━━━ Material to process
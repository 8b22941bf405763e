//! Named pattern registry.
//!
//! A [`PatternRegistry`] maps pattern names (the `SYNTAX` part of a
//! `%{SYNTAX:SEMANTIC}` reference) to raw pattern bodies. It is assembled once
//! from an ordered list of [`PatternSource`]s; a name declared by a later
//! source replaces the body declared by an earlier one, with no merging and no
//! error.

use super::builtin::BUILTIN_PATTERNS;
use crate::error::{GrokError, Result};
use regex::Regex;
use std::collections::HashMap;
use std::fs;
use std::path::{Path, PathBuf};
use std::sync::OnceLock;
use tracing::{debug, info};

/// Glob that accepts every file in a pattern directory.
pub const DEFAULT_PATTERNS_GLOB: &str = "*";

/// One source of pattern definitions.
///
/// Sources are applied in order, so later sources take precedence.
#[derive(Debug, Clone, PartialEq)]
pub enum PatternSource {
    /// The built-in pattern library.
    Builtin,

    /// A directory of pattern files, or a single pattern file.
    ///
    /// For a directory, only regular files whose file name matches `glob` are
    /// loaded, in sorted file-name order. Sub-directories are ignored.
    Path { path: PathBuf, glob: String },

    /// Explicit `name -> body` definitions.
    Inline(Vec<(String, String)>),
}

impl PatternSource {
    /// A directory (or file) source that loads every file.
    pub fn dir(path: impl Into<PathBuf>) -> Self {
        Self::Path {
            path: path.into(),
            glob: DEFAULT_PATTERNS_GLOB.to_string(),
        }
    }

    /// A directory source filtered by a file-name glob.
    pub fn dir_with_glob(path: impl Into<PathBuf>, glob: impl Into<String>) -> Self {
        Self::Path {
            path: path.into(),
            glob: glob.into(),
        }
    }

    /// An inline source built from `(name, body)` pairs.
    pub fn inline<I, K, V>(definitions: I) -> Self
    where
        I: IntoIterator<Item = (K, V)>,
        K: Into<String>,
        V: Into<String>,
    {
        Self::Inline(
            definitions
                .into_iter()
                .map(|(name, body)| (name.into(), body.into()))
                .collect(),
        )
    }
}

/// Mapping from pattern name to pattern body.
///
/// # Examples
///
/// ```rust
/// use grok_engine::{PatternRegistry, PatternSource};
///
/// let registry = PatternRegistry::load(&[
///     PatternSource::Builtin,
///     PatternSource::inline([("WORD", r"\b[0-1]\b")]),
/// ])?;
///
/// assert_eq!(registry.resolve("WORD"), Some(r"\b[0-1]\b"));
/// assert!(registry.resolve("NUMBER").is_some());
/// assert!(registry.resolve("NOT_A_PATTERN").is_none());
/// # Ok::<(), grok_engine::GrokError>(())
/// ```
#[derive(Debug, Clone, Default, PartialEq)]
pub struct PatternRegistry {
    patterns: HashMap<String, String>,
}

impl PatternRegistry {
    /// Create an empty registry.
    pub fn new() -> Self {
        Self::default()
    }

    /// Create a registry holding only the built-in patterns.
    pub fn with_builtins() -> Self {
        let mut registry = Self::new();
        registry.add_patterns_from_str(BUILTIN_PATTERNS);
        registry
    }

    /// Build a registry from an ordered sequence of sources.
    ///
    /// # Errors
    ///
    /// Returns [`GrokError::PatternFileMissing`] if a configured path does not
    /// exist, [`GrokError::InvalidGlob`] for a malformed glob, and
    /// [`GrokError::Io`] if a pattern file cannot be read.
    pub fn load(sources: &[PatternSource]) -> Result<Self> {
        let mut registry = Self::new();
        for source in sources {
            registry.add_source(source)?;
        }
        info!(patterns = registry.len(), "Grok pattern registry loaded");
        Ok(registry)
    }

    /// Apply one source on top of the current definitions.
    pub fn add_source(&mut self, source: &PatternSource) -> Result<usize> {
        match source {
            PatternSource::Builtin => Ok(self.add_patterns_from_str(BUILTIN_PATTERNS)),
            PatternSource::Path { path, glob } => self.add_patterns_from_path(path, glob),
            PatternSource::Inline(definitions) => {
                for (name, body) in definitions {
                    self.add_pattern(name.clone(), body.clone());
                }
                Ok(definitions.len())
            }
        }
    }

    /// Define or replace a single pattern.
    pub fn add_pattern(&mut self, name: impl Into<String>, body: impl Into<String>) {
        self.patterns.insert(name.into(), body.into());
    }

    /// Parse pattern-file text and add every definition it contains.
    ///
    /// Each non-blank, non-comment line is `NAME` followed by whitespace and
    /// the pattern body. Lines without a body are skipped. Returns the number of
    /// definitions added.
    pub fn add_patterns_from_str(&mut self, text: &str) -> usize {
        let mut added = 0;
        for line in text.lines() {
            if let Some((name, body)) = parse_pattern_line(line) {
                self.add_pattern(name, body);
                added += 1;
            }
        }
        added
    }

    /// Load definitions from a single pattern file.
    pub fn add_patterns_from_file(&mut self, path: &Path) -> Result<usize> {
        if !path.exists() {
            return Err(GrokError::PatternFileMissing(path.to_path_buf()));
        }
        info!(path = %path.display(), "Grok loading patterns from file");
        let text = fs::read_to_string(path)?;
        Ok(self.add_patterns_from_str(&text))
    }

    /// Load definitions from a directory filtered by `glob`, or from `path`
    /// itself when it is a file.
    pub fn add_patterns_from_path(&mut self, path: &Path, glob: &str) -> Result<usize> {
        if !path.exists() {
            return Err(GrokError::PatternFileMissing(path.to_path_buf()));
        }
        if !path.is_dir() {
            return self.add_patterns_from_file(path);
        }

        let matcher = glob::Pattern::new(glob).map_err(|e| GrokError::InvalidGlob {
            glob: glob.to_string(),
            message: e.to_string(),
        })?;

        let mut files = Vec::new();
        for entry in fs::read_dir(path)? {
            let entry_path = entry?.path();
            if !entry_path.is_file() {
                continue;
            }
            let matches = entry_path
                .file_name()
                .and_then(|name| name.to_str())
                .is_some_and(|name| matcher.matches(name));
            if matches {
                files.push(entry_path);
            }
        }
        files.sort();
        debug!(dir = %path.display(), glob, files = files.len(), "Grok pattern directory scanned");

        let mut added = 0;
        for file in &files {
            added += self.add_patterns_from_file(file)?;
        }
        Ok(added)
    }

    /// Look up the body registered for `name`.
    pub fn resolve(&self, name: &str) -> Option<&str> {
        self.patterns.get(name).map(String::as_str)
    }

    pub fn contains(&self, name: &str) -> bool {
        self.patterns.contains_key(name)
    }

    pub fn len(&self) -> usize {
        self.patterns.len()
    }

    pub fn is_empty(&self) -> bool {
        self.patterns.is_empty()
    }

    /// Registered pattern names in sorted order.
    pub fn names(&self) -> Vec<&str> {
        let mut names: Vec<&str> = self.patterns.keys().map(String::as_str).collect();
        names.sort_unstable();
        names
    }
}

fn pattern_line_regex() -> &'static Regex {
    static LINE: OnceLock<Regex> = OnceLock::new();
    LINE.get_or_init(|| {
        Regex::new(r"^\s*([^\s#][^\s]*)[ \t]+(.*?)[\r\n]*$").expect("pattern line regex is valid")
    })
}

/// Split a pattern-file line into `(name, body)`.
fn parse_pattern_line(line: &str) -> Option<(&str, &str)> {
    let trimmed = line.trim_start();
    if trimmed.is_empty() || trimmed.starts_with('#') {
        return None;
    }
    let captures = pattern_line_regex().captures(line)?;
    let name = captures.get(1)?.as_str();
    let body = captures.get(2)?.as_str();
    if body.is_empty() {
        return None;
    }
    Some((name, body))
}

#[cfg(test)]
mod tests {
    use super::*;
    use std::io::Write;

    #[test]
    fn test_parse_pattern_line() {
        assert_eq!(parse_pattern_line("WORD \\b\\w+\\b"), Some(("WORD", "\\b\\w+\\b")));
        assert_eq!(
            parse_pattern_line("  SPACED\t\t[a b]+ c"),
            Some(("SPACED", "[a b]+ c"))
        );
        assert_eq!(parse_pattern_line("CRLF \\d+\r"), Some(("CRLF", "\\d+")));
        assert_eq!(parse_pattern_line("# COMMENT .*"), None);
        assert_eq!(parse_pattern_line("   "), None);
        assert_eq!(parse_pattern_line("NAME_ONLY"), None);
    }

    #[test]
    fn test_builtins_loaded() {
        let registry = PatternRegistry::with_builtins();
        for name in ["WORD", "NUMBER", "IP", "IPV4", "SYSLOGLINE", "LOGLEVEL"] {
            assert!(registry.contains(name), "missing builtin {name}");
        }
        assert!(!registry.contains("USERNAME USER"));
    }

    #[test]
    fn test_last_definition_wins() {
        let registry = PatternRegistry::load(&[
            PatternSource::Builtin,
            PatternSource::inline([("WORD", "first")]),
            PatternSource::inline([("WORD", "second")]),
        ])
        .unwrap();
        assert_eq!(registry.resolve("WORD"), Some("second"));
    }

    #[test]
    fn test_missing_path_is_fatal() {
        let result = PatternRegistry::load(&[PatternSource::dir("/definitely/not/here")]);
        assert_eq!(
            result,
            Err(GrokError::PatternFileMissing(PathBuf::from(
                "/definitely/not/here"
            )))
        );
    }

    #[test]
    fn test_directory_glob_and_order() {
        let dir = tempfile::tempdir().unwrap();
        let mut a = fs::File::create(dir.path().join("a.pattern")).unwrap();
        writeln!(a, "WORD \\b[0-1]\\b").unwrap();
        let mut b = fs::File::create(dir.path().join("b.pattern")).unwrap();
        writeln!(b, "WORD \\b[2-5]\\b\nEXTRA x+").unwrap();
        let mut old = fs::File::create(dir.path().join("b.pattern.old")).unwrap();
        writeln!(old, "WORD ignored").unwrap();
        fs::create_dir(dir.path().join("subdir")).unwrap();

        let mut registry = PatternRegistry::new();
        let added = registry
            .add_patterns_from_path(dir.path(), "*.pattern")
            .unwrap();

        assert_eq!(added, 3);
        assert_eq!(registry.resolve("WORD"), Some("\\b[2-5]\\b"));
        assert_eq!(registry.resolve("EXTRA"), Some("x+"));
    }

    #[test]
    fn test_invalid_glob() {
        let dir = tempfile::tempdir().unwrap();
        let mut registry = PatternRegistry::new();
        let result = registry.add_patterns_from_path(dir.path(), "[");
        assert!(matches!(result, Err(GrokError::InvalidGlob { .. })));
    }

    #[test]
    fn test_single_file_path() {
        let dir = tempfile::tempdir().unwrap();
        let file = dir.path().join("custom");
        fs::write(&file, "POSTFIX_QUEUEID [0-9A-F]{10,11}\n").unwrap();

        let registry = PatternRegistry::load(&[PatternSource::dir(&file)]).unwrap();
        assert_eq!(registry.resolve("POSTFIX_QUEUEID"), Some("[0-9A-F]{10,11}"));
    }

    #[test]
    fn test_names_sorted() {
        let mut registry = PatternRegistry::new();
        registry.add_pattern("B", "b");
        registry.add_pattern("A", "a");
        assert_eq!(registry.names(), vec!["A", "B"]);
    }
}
━━━━━━
- Problem to work on -
Could you retype exactly the lines from the first one of the records through the line containing "is assembled once", both included, and nothing more?

- Exercise solution -
repository 8b22941bf405763e
//! Named pattern registry.
//!
//! A [`PatternRegistry`] maps pattern names (the `SYNTAX` part of a
//! `%{SYNTAX:SEMANTIC}` reference) to raw pattern bodies. It is assembled once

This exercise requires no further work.